In the wake of the Brexit vote and Donald Trump’s victory in the US Presidential election, Getintothis’ Jono Podmore looks at the rise of extremism – and what can be done to prevent it.

The Full Definition of fascism taken from the Merriam-Webster dictionary is as follows:

  1. a political philosophy, movement, or regime (as that of the Fascisti) that exalts nation and often race above the individual and that stands for a centralized autocratic government headed by a dictatorial leader, severe economic and social regimentation, and forcible suppression of opposition
  1. a tendency toward or actual exercise of strong autocratic or dictatorial control

Back in the early 80s, the fascism of the Second World War seemed so distant it had begun to become a joke. The term was used so freely by post-punk juvenile liberals that it became watered down to mean anything you didn’t like; an extension of the second definition above to cover any authority or any discipline.
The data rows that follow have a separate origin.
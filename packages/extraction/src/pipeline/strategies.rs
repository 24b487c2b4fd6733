//! Versioned strategy tables for single-valued fields.
//!
//! Each field owns an ordered table of `(pattern, refine)` pairs. The
//! first candidate, in table order and then document order, that refines
//! to `Some` wins. Supporting a new site quirk means adding one row here.
//!
//! Bump [`STRATEGY_VERSION`] whenever a table changes so extraction logs
//! can be correlated with the table generation that produced them.

use lazy_static::lazy_static;
use regex::Regex;
use std::cell::OnceCell;
use tracing::debug;

use super::fields::{condition_value, condition_vocabulary_value, price_value, title_value};
use crate::text;
use crate::types::listing::Field;

/// Generation of the tables below.
pub const STRATEGY_VERSION: u32 = 4;

/// Upper bound on matches inspected per strategy.
const MAX_MATCHES_PER_STRATEGY: usize = 25;

/// What a strategy's pattern is matched against.
#[derive(Debug, Clone, Copy, PartialEq, Eq)]
pub enum Scope {
    /// The raw HTML, markup included
    Html,
    /// Visible text only (scripts, styles and tags removed)
    VisibleText,
}

/// One pattern + validator pair.
pub struct Strategy {
    pub name: &'static str,
    pub scope: Scope,
    pattern: Regex,
    refine: fn(&str) -> Option<String>,
}

impl Strategy {
    fn new(
        name: &'static str,
        scope: Scope,
        pattern: &str,
        refine: fn(&str) -> Option<String>,
    ) -> Self {
        Self {
            name,
            scope,
            pattern: Regex::new(pattern).unwrap(),
            refine,
        }
    }

    /// First match that survives refinement.
    ///
    /// The captured value is the first participating group, cleaned of
    /// markup and entities before `refine` sees it.
    fn apply(&self, haystack: &str) -> Option<String> {
        self.pattern
            .captures_iter(haystack)
            .take(MAX_MATCHES_PER_STRATEGY)
            .filter_map(|caps| {
                caps.iter()
                    .skip(1)
                    .flatten()
                    .next()
                    .map(|m| text::clean_fragment(m.as_str()))
            })
            .find_map(|raw| (self.refine)(&raw))
    }
}

/// A page prepared for strategy matching.
///
/// Visible text is derived lazily, only when a `VisibleText` strategy runs.
pub struct PageText<'a> {
    html: &'a str,
    visible: OnceCell<String>,
}

impl<'a> PageText<'a> {
    pub fn new(html: &'a str) -> Self {
        Self {
            html,
            visible: OnceCell::new(),
        }
    }

    pub fn html(&self) -> &'a str {
        self.html
    }

    pub fn visible(&self) -> &str {
        self.visible
            .get_or_init(|| text::collapse_whitespace(&text::decode_entities(&text::strip_tags(self.html))))
    }

    fn scoped(&self, scope: Scope) -> &str {
        match scope {
            Scope::Html => self.html,
            Scope::VisibleText => self.visible(),
        }
    }
}

/// A refined value and the strategy that produced it.
#[derive(Debug, Clone, PartialEq, Eq)]
pub struct Candidate {
    pub value: String,
    pub strategy: &'static str,
}

/// Ordered strategies for one field.
pub struct StrategyTable {
    pub field: Field,
    pub version: u32,
    pub strategies: Vec<Strategy>,
}

impl StrategyTable {
    /// Run strategies in order; first refined match wins.
    pub fn first_match(&self, page: &PageText<'_>) -> Option<Candidate> {
        self.strategies.iter().find_map(|strategy| {
            let value = strategy.apply(page.scoped(strategy.scope))?;
            debug!(
                field = self.field.as_str(),
                strategy = strategy.name,
                version = self.version,
                "Strategy matched"
            );
            Some(Candidate {
                value,
                strategy: strategy.name,
            })
        })
    }

    pub fn names(&self) -> Vec<&'static str> {
        self.strategies.iter().map(|s| s.name).collect()
    }
}

lazy_static! {
    pub static ref TITLE_STRATEGIES: StrategyTable = StrategyTable {
        field: Field::Title,
        version: STRATEGY_VERSION,
        strategies: vec![
            Strategy::new(
                "og_title",
                Scope::Html,
                r#"(?is)<meta\b[^>]*?[\s"'](?:property|name)\s*=\s*["']og:title["'][^>]*?[\s"']content\s*=\s*(?:"([^"]*)"|'([^']*)')"#,
                title_value,
            ),
            Strategy::new(
                "og_title_content_first",
                Scope::Html,
                r#"(?is)<meta\b[^>]*?[\s"']content\s*=\s*(?:"([^"]*)"|'([^']*)')[^>]*?[\s"'](?:property|name)\s*=\s*["']og:title["']"#,
                title_value,
            ),
            Strategy::new(
                "twitter_title",
                Scope::Html,
                r#"(?is)<meta\b[^>]*?[\s"'](?:property|name)\s*=\s*["']twitter:title["'][^>]*?[\s"']content\s*=\s*(?:"([^"]*)"|'([^']*)')"#,
                title_value,
            ),
            Strategy::new(
                "title_heading",
                Scope::Html,
                r#"(?is)<h1\b[^>]*?class\s*=\s*["'][^"']*(?:x-item-title|item-title|product-title|listing-title|it-ttl)[^"']*["'][^>]*>(.*?)</h1\s*>"#,
                title_value,
            ),
            Strategy::new(
                "document_title",
                Scope::Html,
                r"(?is)<title\b[^>]*>(.*?)</title\s*>",
                title_value,
            ),
        ],
    };

    pub static ref PRICE_STRATEGIES: StrategyTable = StrategyTable {
        field: Field::Price,
        version: STRATEGY_VERSION,
        strategies: vec![
            Strategy::new(
                "itemprop_price",
                Scope::Html,
                r#"(?is)<[a-z]+\b[^>]*?[\s"']itemprop\s*=\s*["']price["'][^>]*?[\s"']content\s*=\s*["']([^"']+)["']"#,
                price_value,
            ),
            Strategy::new(
                "itemprop_price_content_first",
                Scope::Html,
                r#"(?is)<[a-z]+\b[^>]*?[\s"']content\s*=\s*["']([^"']+)["'][^>]*?[\s"']itemprop\s*=\s*["']price["']"#,
                price_value,
            ),
            Strategy::new(
                "meta_price_amount",
                Scope::Html,
                r#"(?is)<meta\b[^>]*?[\s"'](?:property|name)\s*=\s*["'](?:product|og):price:amount["'][^>]*?[\s"']content\s*=\s*["']([^"']+)["']"#,
                price_value,
            ),
            Strategy::new(
                "json_price_then_usd",
                Scope::Html,
                r#"(?i)"(?:price|value)"\s*:\s*"?([0-9][0-9,]*(?:\.[0-9]+)?)"?\s*,\s*"(?:priceCurrency|currency|currencyCode)"\s*:\s*"USD""#,
                price_value,
            ),
            Strategy::new(
                "json_usd_then_price",
                Scope::Html,
                r#"(?i)"(?:priceCurrency|currency|currencyCode)"\s*:\s*"USD"\s*,\s*"(?:price|value)"\s*:\s*"?([0-9][0-9,]*(?:\.[0-9]+)?)"#,
                price_value,
            ),
            Strategy::new(
                "primary_price_container",
                Scope::Html,
                r#"(?is)<[a-z]+\b[^>]*?(?:class\s*=\s*["'][^"']*(?:x-price-primary|x-bin-price|display-price|product-price)[^"']*["']|id\s*=\s*["'](?:prcIsum|mm-saleDscPrc)["'])[^>]*>.{0,400}?\$\s*([0-9][0-9,]*(?:\.[0-9]{1,2})?)"#,
                price_value,
            ),
            Strategy::new(
                "dollar_amount",
                Scope::VisibleText,
                r"(?:US\s*)?\$\s*([0-9][0-9,]*(?:\.[0-9]{1,2})?)",
                price_value,
            ),
        ],
    };

    pub static ref CONDITION_STRATEGIES: StrategyTable = StrategyTable {
        field: Field::Condition,
        version: STRATEGY_VERSION,
        strategies: vec![
            Strategy::new(
                "json_condition_display",
                Scope::Html,
                r#"(?i)"(?:conditionDisplayName|conditionText|itemConditionText|condition_name)"\s*:\s*"([^"]{1,80})""#,
                condition_value,
            ),
            Strategy::new(
                "condition_label",
                Scope::Html,
                r"(?is)>\s*(?:Item\s+)?Condition\s*:\s*(?:</[a-z0-9]+\s*>\s*)*(?:<[a-z0-9]+\b[^>]*>\s*)*([^<>]{1,80}?)\s*<",
                condition_value,
            ),
            Strategy::new(
                "itemprop_condition",
                Scope::Html,
                r#"(?is)<[a-z]+\b[^>]*?[\s"']itemprop\s*=\s*["']itemCondition["'][^>]*?[\s"'](?:content|href)\s*=\s*["']([^"']+)["']"#,
                condition_value,
            ),
            Strategy::new(
                "itemprop_condition_text",
                Scope::Html,
                r#"(?is)<[a-z]+\b[^>]*?[\s"']itemprop\s*=\s*["']itemCondition["'][^>]*>([^<]{1,80})<"#,
                condition_value,
            ),
            Strategy::new(
                "condition_icon_text",
                Scope::Html,
                r#"(?is)<span\b[^>]*?class\s*=\s*["'][^"']*(?:ux-icon-text|condition)[^"']*["'][^>]*>(.*?)</span\s*>"#,
                condition_vocabulary_value,
            ),
        ],
    };
}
Rik Mayall’s character in The Young Ones was almost entirely built around this idea:

The defeated fascist dictators of the 30s and 40s had become a laughing stock or simply short hand for any generalised evil, culminating in Godwin’s Law.

Fascism was so distant, so much the concern of our parents and grandparents that it had, through repetition like a skipping rhyme, lost all its meaning.
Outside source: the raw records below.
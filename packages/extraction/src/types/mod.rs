//! Data types for listing extraction.

pub mod config;
pub mod listing;
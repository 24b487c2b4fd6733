//! Configuration types for listing extraction.

use serde::{Deserialize, Serialize};

/// Tunables for the extraction pipeline.
#[derive(Debug, Clone, Serialize, Deserialize)]
pub struct ExtractionConfig {
    /// Longest description kept on the record, in characters.
    ///
    /// Longer text is cut silently and `description_truncated` is set.
    /// Default: 3000.
    pub max_description_chars: usize,

    /// Cleaned description text at or below this length is noise.
    ///
    /// Default: 20.
    pub min_description_chars: usize,

    /// Inline descriptions shorter than this trigger the sub-document lookup.
    ///
    /// Default: 50.
    pub sufficient_description_chars: usize,
}

impl Default for ExtractionConfig {
    fn default() -> Self {
        Self {
            max_description_chars: 3000,
            min_description_chars: 20,
            sufficient_description_chars: 50,
        }
    }
}

impl ExtractionConfig {
    /// Create a new config with default values.
    pub fn new() -> Self {
        Self::default()
    }

    /// Set the maximum retained description length.
    pub fn with_max_description_chars(mut self, chars: usize) -> Self {
        self.max_description_chars = chars;
        self
    }

    /// Set the length below which an inline description is not enough.
    pub fn with_sufficient_description_chars(mut self, chars: usize) -> Self {
        self.sufficient_description_chars = chars;
        self
    }
}

/// Per-request options chosen by the caller.
#[derive(Debug, Clone, Copy, Default, Serialize, Deserialize)]
pub struct ExtractOptions {
    /// Fetch through the JavaScript-rendering proxy instead of directly.
    #[serde(default)]
    pub use_rendering_proxy: bool,
}

impl ExtractOptions {
    pub fn direct() -> Self {
        Self {
            use_rendering_proxy: false,
        }
    }

    pub fn rendered() -> Self {
        Self {
            use_rendering_proxy: true,
        }
    }
}
//! CLI for running one extraction from the terminal
//!
//! Fetches a listing (or reads saved HTML) and prints the summary, or the
//! full record as JSON with `--json`.

use anyhow::{bail, Context, Result};
use clap::Parser;
use listing_extraction::{ExtractOptions, ListingRecord};
use listing_server::{server::build_extractor, Config};
use std::path::PathBuf;
use tracing_subscriber::{layer::SubscriberExt, util::SubscriberInitExt};

#[derive(Parser)]
#[command(name = "extract_cli")]
#[command(about = "Extract a marketplace listing into a structured record")]
struct Cli {
    /// Listing URL to fetch
    #[arg(value_name = "URL", required_unless_present = "file")]
    listing_url: Option<String>,

    /// Fetch through the rendering proxy (needs RENDERING_PROXY_API_KEY)
    #[arg(long, conflicts_with = "file")]
    render: bool,

    /// Print the full record as JSON instead of the summary
    #[arg(long)]
    json: bool,

    /// Read HTML from a saved page instead of fetching
    #[arg(long, value_name = "PATH", conflicts_with = "listing_url")]
    file: Option<PathBuf>,

    /// URL the saved page came from (with --file)
    #[arg(long = "url", value_name = "URL", requires = "file")]
    page_url: Option<String>,
}

#[tokio::main]
async fn main() -> Result<()> {
    // Logs go to stderr so stdout stays clean for --json
    tracing_subscriber::registry()
        .with(
            tracing_subscriber::EnvFilter::try_from_default_env()
                .unwrap_or_else(|_| "warn,listing_extraction=info".into()),
        )
        .with(tracing_subscriber::fmt::layer().with_writer(std::io::stderr))
        .init();

    let cli = Cli::parse();
    let config = Config::from_env().context("Failed to load configuration")?;
    let extractor = build_extractor(&config)?;

    let record = match (&cli.file, &cli.listing_url) {
        (Some(path), _) => {
            let html = std::fs::read_to_string(path)
                .with_context(|| format!("Failed to read {}", path.display()))?;
            extractor
                .extract_from_html(cli.page_url.as_deref(), &html)
                .await?
        }
        (None, Some(url)) => {
            let options = ExtractOptions {
                use_rendering_proxy: cli.render,
            };
            extractor.extract_listing(url, options).await?
        }
        (None, None) => bail!("either a URL or --file is required"),
    };

    print_record(&record, cli.json)
}

fn print_record(record: &ListingRecord, json: bool) -> Result<()> {
    if json {
        println!(
            "{}",
            serde_json::to_string_pretty(record).context("Failed to serialize record")?
        );
    } else {
        println!("{}", record.summary);
        if !record.missing_fields.is_empty() {
            eprintln!("\nmissing: {}", record.missing_fields.join(", "));
        }
    }
    Ok(())
}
True enough, there were in the 80s tiny and marginalised extreme right wing groups like the National Front and the British National Party who made a lot of noise and could make life unbearable for minorities, but they appeared to be utterly marginalised, practising their hateful behaviour powerlessly on the fringe. There was also endemic institutionalised racism, but, dangerous and vile as it was, it was considered a symptom of ignorance and post-colonialism rather than, as in fascism, a central tenet of the prevailing political ideology. It was believed it could just be educated away with a little political correctness.

But it was exactly then that the seeds were being sown for fascism entering the mainstream in the way we’re seeing today.

With Ronald Reagan’s presidency in 1981, the neoliberal agenda was firmly adopted by many of the world’s democracies. The term had been coined as early as 1938, and economist Milton Friedman referred to himself as a neoliberal as early as 1951, but it wasn’t until the accepted Keynesian economic model of public investment began to falter in the 70s that, with the help of powerful right-wing investors, the neoliberals began to gain control of classical conservative democratic political parties.

As George Monbiot has argued, after Margaret Thatcher and Ronald Reagan took power, the rest of the package soon followed: massive tax cuts for the rich, the crushing of trade unions, deregulation, privatisation, outsourcing and competition in public services. Through the IMF, the World Bank, the Maastricht Treaty and the World Trade Organisation, neoliberal policies were imposed – often without democratic consent – on much of the world. Most remarkable was its adoption among parties that once belonged to the left: Labour and the Democrats, for example. As Stedman Jones notes, “it is hard to think of another utopia to have been as fully realised.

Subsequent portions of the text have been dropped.